Podocarpus milanjianus is a species of conifer in the family Podocarpaceae. It is native to the highlands and mountains of tropical Africa.

==Description==
Podocarpus milanjianus is a medium-sized coniferous tree which can grow slowly up to 35 meters in height, and up to 40 meters in favorable conditions. It is generally conical in form, with a straight cylindrical trunk. The trunk of mature trees can range from 150 to 300 cm in diameter, and unbranched for the first 10 to 20 meters from the ground. Some trees have a buttressed base. The leaves are narrow, glossy, and bright green.

The trees are dioecious, meaning male and female trees are required to produce cones and seeds.

==Habitat and range==
Podocarpus milanjianus is the most widespread African podocarp. It is found in Angola, Burundi, Cameroon, Republic of the Congo, Democratic Republic of the Congo, Kenya, Malawi, Mozambique, Nigeria, Rwanda, Sudan, Tanzania, Uganda, Zambia, and Zimbabwe.

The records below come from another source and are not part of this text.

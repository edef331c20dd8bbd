//! Assignment engine and KPI evaluation.
//!
//! # Algorithm
//!
//! `AssignmentEngine` uses a deterministic, most-constrained-first greedy
//! heuristic with bounded local repair. It is not optimal, but every
//! schedule it returns satisfies all hard constraints and unplaceable
//! sessions are reported rather than failing the run.
//!
//! # KPI
//!
//! `TimetableKpi` computes teacher workload, room usage and placement
//! success rate.
//!
//! # References
//!
//! - Schaerf (1999), "A Survey of Automated Timetabling"
//! - Burke & Petrovic (2002), "Recent research directions in automated timetabling"

mod engine;
mod kpi;

pub use engine::{AssignmentEngine, GenerationResult, Suggestion};
pub use kpi::TimetableKpi;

It grows in tropical montane (Afromontane) evergreen rainforests, cloud forests, and high-elevation dwarf forests, between 900 and 3,250 meters elevation.

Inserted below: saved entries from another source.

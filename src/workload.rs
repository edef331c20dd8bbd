//! Workload tracker.
//!
//! Running per-teacher totals consulted by the evaluator and updated by
//! the engine:
//!
//! - cumulative scheduled minutes this week (plus session count)
//! - per (teacher, day), the occupied intervals kept sorted by start
//!
//! # Consistency
//! `project` never mutates; `commit` then `rollback` with the same
//! arguments restores the tracker to a value equal to the pre-commit one
//! (empty per-day lists and zero loads are removed, not left behind).
//!
//! # Consecutive Runs
//! Sessions of one teacher on one day belong to the same run when the gap
//! between them is shorter than the configured threshold (a zero gap
//! always joins). A run's length is the sum of its session minutes.

use serde::{Deserialize, Serialize};
use std::collections::BTreeMap;

use crate::error::{EntityKind, Result, TimetableError};
use crate::models::{Day, Schedule, TimeSlot};
use crate::registry::Registry;

/// Occupied interval in minutes since midnight, `[start, end)`.
#[derive(Debug, Clone, Copy, PartialEq, Eq, PartialOrd, Ord, Hash, Serialize, Deserialize)]
pub struct Interval {
    pub start: u32,
    pub end: u32,
}

impl Interval {
    /// Interval a session of `minutes` occupies when it starts with `slot`.
    pub fn of_session(slot: &TimeSlot, minutes: u32) -> Self {
        let start = slot.start_minute();
        Self {
            start,
            end: start.saturating_add(minutes),
        }
    }

    /// Length in minutes.
    pub fn minutes(&self) -> u32 {
        self.end - self.start
    }
}

/// Committed load of one teacher.
#[derive(Debug, Clone, Copy, Default, PartialEq, Eq, Serialize, Deserialize)]
pub struct TeacherLoad {
    /// Scheduled minutes this week.
    pub minutes: u32,
    /// Scheduled sessions this week.
    pub sessions: u32,
}

/// Hypothetical totals after adding one session.
#[derive(Debug, Clone, Copy, PartialEq, Eq)]
pub struct Projection {
    /// Weekly minutes including the new session.
    pub weekly_minutes: u32,
    /// Length of the consecutive run that would contain the new session.
    pub run_minutes: u32,
}

/// Per-teacher workload state.
#[derive(Debug, Clone, Default, PartialEq, Eq)]
pub struct WorkloadTracker {
    loads: BTreeMap<String, TeacherLoad>,
    days: BTreeMap<(String, Day), Vec<Interval>>,
    gap_minutes: u32,
}

impl WorkloadTracker {
    /// Creates an empty tracker. Gaps shorter than `gap_minutes` join runs.
    pub fn new(gap_minutes: u32) -> Self {
        Self {
            loads: BTreeMap::new(),
            days: BTreeMap::new(),
            gap_minutes,
        }
    }

    /// Rebuilds a tracker from an existing schedule.
    ///
    /// Entries referencing unknown subjects or slots are skipped; the
    /// validator reports them.
    pub fn from_schedule(schedule: &Schedule, registry: &Registry, gap_minutes: u32) -> Self {
        let mut tracker = Self::new(gap_minutes);
        for entry in schedule {
            let (Some(subject), Some(slot)) = (
                registry.subjects.find(entry.subject.as_str()),
                registry.slots.find(&entry.slot),
            ) else {
                continue;
            };
            tracker.commit(&entry.teacher, slot, subject.duration_minutes);
        }
        tracker
    }

    /// Gap threshold (minutes).
    pub fn gap_minutes(&self) -> u32 {
        self.gap_minutes
    }

    /// Totals the teacher would have after a `minutes` session in `slot`.
    pub fn project(&self, teacher: &str, slot: &TimeSlot, minutes: u32) -> Projection {
        let interval = Interval::of_session(slot, minutes);
        let weekly_minutes = self.load_minutes(teacher).saturating_add(minutes);

        let mut intervals = self.day_intervals(teacher, slot.day).to_vec();
        let at = intervals.partition_point(|i| *i <= interval);
        intervals.insert(at, interval);

        Projection {
            weekly_minutes,
            run_minutes: run_containing(&intervals, at, self.gap_minutes),
        }
    }

    /// Records a session.
    pub fn commit(&mut self, teacher: &str, slot: &TimeSlot, minutes: u32) {
        let interval = Interval::of_session(slot, minutes);

        let load = self.loads.entry(teacher.to_string()).or_default();
        load.minutes = load.minutes.saturating_add(minutes);
        load.sessions += 1;

        let intervals = self
            .days
            .entry((teacher.to_string(), slot.day))
            .or_default();
        let at = intervals.partition_point(|i| *i <= interval);
        intervals.insert(at, interval);
    }

    /// Reverses a previous [`commit`](Self::commit) with the same arguments.
    ///
    /// # Errors
    /// `NotFound` (kind `Booking`) if no such session was committed; the
    /// tracker is unchanged.
    pub fn rollback(&mut self, teacher: &str, slot: &TimeSlot, minutes: u32) -> Result<()> {
        let interval = Interval::of_session(slot, minutes);
        let key = (teacher.to_string(), slot.day);

        let booking = || {
            TimetableError::not_found(EntityKind::Booking, format!("{teacher} @ {slot}"))
        };

        let intervals = self.days.get_mut(&key).ok_or_else(booking)?;
        let pos = intervals
            .iter()
            .rposition(|i| *i == interval)
            .ok_or_else(booking)?;
        let load = self.loads.get_mut(teacher).ok_or_else(booking)?;

        intervals.remove(pos);
        if intervals.is_empty() {
            self.days.remove(&key);
        }

        load.minutes = load.minutes.saturating_sub(minutes);
        load.sessions = load.sessions.saturating_sub(1);
        if load.sessions == 0 {
            self.loads.remove(teacher);
        }
        Ok(())
    }

    /// Committed weekly minutes of a teacher.
    pub fn load_minutes(&self, teacher: &str) -> u32 {
        self.loads.get(teacher).map_or(0, |l| l.minutes)
    }

    /// Committed load of a teacher.
    pub fn load(&self, teacher: &str) -> TeacherLoad {
        self.loads.get(teacher).copied().unwrap_or_default()
    }

    /// Occupied intervals of a teacher on a day, sorted by start.
    pub fn day_intervals(&self, teacher: &str, day: Day) -> &[Interval] {
        self.days
            .get(&(teacher.to_string(), day))
            .map_or(&[][..], Vec::as_slice)
    }

    /// Whether the teacher teaches at all on a day.
    pub fn teaches_on(&self, teacher: &str, day: Day) -> bool {
        !self.day_intervals(teacher, day).is_empty()
    }

    /// Mean committed minutes over a set of teachers (0 for an empty set).
    pub fn mean_load<'a>(&self, teachers: impl IntoIterator<Item = &'a str>) -> f64 {
        let (sum, n) = teachers
            .into_iter()
            .fold((0u64, 0u32), |(sum, n), t| {
                (sum + u64::from(self.load_minutes(t)), n + 1)
            });
        if n == 0 {
            0.0
        } else {
            sum as f64 / f64::from(n)
        }
    }

    /// Committed loads, keyed by teacher.
    pub fn loads(&self) -> impl Iterator<Item = (&str, TeacherLoad)> {
        self.loads.iter().map(|(t, l)| (t.as_str(), *l))
    }
}

/// Whether `next` continues a run that currently ends at `run_end`.
fn joins(run_end: u32, next: &Interval, gap_minutes: u32) -> bool {
    let gap = next.start.saturating_sub(run_end);
    gap == 0 || gap < gap_minutes
}

/// Minutes of the run containing `intervals[index]` (sorted input).
fn run_containing(intervals: &[Interval], index: usize, gap_minutes: u32) -> u32 {
    runs(intervals, gap_minutes)
        .into_iter()
        .find(|&(first, last, _)| first <= index && index <= last)
        .map_or(0, |(_, _, minutes)| minutes)
}

/// Runs of a sorted interval list as `(first index, last index, minutes)`.
pub(crate) fn runs(intervals: &[Interval], gap_minutes: u32) -> Vec<(usize, usize, u32)> {
    let mut out: Vec<(usize, usize, u32)> = Vec::new();
    let mut run_end = 0;
    for (i, interval) in intervals.iter().enumerate() {
        match out.last_mut() {
            Some(run) if joins(run_end, interval, gap_minutes) => {
                run.1 = i;
                run.2 = run.2.saturating_add(interval.minutes());
                run_end = run_end.max(interval.end);
            }
            _ => {
                out.push((i, i, interval.minutes()));
                run_end = interval.end;
            }
        }
    }
    out
}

The tree is widespread and locally plentiful, and is rated "least concern" in the IUCN Red List of Threatened Species.

===Relationship to Podocarpus latifolius===
Podocarpus milanjianus is closely related to Podocarpus latifolius. Whether they are a single or two separate species is not settled. Some authorities, including Plants of the World Online, treat the South African populations as Podocarpus latifolius, and those elsewhere in Africa as Podocarpus milanjianus. Others treat them as a single species, Podocarpus latifolius.

A 2020 study sampled DNA from Podocarpus latifolius and Podocarpus milanjianus trees, gathered from 88 sites across Africa. They concluded that all populations sampled constituted a single species: "As South African samples (P. latifolius) did not form a clade separated from the other clades (P. milanjianus), we confirm that the two taxa can be considered as synonyms." The authors concluded that the species originated in East Africa. The western populations, in the highlands of Cameroon and Nigeria and in the Angolan highlands, diverged from the other populations around 300,000 years ago, and the species reached its current distribution pattern about 200,000 years ago.

==Uses==
Podocarpus milanjianus is valued as a timber tree, both commercially and artisanally. It produces straight pale yellow timber, which is fine-grained and easily sawn and worked.

The tree is used to provide shade in tea, coffee, cocoa, and banana plantations, in reforestation projects, and as a roadside or ornamental tree.

Parts of the tree have minor local uses as food (the fleshy receptacles at the seed base) or medicine (bark or leaves).